Examples of when multilevel modeling analyses are indicated. A–B. If dependent observations are included, or nested, within a sample group, multilevel modeling analyses are indicated.

Figure 4.

Figure 4

Examples of when the paired Student’s t-test are indicated. A. Injured versus uninjured hands are considered matched pairs. The outcome is comparing observations of the matched pairs, and a paired t-test is indicated. B. If each sample group is comprised of independent observations and sample group 1 is matched to sample group 2 (e.g. twins or pre- and post-operative comparisons of same group), then the groups are matched and the paired Student’s t-test is indicated.

Parametric and Non-parametric tests

“The 50-50-90 Rule: Anytime you have a 50-50 chance of getting something right, there’s a 90% probability you’ll get it wrong.” Andy Rooney, American radio and television personality, humorist and political commentator for CBS News’ program 60 Minutes

#47: Don’t waste time learning the “tricks of the trade.” Instead learn the trade.

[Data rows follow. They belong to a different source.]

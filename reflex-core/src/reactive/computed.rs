//! Computed Implementation
//!
//! A Computed is a cached derived value that re-evaluates only when it is
//! read after one of its dependencies changed.
//!
//! # How Computed Values Work
//!
//! 1. The getter runs inside a lazy effect. Nothing is computed on creation.
//!
//! 2. On first read, the effect runs, the result is cached and the value is
//!    marked clean.
//!
//! 3. When a dependency changes, the effect's scheduler only marks the value
//!    dirty and notifies readers of the synthetic `value` key. It never
//!    recomputes eagerly.
//!
//! 4. The next read recomputes, once, and caches again.
//!
//! # Why This Matters
//!
//! - A source changes three times
//! - 10 computed values depend on it
//! - Only the computed values actually read recompute, and only once
//! - Computed values that are never read stay dirty (no wasted work)

use std::any::Any;
use std::cell::{Cell, RefCell};
use std::fmt;
use std::rc::{Rc, Weak};

use super::effect::{create_effect, Effect, EffectOptions};
use super::runtime::{ChangeKind, Key, Runtime, Target};
use super::subscriber::TargetId;
use crate::proxy::TargetKind;

/// Key readers of a computed value are subscribed to.
const VALUE_KEY: &str = "value";

struct ComputedInner<T> {
    id: TargetId,
    effect: Effect<T>,
    value: RefCell<Option<T>>,
    dirty: Cell<bool>,
}

impl<T: 'static> ComputedInner<T> {
    fn invalidate(&self) {
        if !self.dirty.replace(true) {
            Runtime::notify(
                self.id,
                TargetKind::Record,
                Key::prop(VALUE_KEY),
                ChangeKind::Set,
                None,
            );
        }
    }
}

/// A lazily evaluated, cached derived value.
///
/// Cloning shares the cache.
pub struct Computed<T: 'static>(Rc<ComputedInner<T>>);

impl<T: Clone + 'static> Computed<T> {
    pub fn new<F>(getter: F) -> Self
    where
        F: Fn() -> T + 'static,
    {
        let inner = Rc::new_cyclic(|this: &Weak<ComputedInner<T>>| {
            let this = this.clone();
            let effect = create_effect(
                getter,
                EffectOptions::lazy().with_scheduler(move |_| {
                    if let Some(inner) = this.upgrade() {
                        inner.invalidate();
                    }
                }),
            );

            ComputedInner {
                id: TargetId::new(),
                effect,
                value: RefCell::new(None),
                dirty: Cell::new(true),
            }
        });

        Self(inner)
    }

    /// Get the current value, recomputing first if it is dirty.
    ///
    /// Inside a running computation this subscribes it to the value.
    pub fn get(&self) -> T {
        if self.0.dirty.get() {
            let value = self.0.effect.run();
            *self.0.value.borrow_mut() = value;
            self.0.dirty.set(false);
        }

        Runtime::track(self, Key::prop(VALUE_KEY));

        self.0
            .value
            .borrow()
            .clone()
            .expect("computed value is populated after its first run")
    }

    /// Whether the next read will recompute.
    pub fn is_dirty(&self) -> bool {
        self.0.dirty.get()
    }

    pub fn has_value(&self) -> bool {
        self.0.value.borrow().is_some()
    }

    /// How many times the getter has run.
    pub fn compute_count(&self) -> usize {
        self.0.effect.run_count()
    }

    pub fn id(&self) -> TargetId {
        self.0.id
    }
}

impl<T: 'static> Clone for Computed<T> {
    fn clone(&self) -> Self {
        Self(Rc::clone(&self.0))
    }
}

impl<T: 'static> Target for Computed<T> {
    fn target_id(&self) -> TargetId {
        self.0.id
    }

    fn liveness(&self) -> Weak<dyn Any> {
        let weak: Weak<ComputedInner<T>> = Rc::downgrade(&self.0);
        weak
    }
}

impl<T: fmt::Debug + 'static> fmt::Debug for Computed<T> {
    fn fmt(&self, f: &mut fmt::Formatter<'_>) -> fmt::Result {
        f.debug_struct("Computed")
            .field("id", &self.0.id)
            .field("dirty", &self.0.dirty.get())
            .field("value", &*self.0.value.borrow())
            .finish()
    }
}

/// Create a computed value from `getter`.
pub fn computed<T, F>(getter: F) -> Computed<T>
where
    T: Clone + 'static,
    F: Fn() -> T + 'static,
{
    Computed::new(getter)
}

// ----------------------------------------------------------------------------
// Tests
// ----------------------------------------------------------------------------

This topic is frequently a source of confusion in the surgical literature16 (…and likely searched through google or Wikipedia by many in an attempt to “learn the tricks” for quick comprehension). In fact, the Polish statistician, Jacob Wolfowitz (1910–1981), defined the term “parametric” in order to introduce and coin the term, “non-parametric.”17 Wolfowitz stated, “We shall refer to this situation where the knowledge of the parameters, finite in number, would completely determine the distributions involved as the parametric case, and denote the opposite case, where the functional forms of the distributions are unknown, as the non-parametric case.”17 How confusing!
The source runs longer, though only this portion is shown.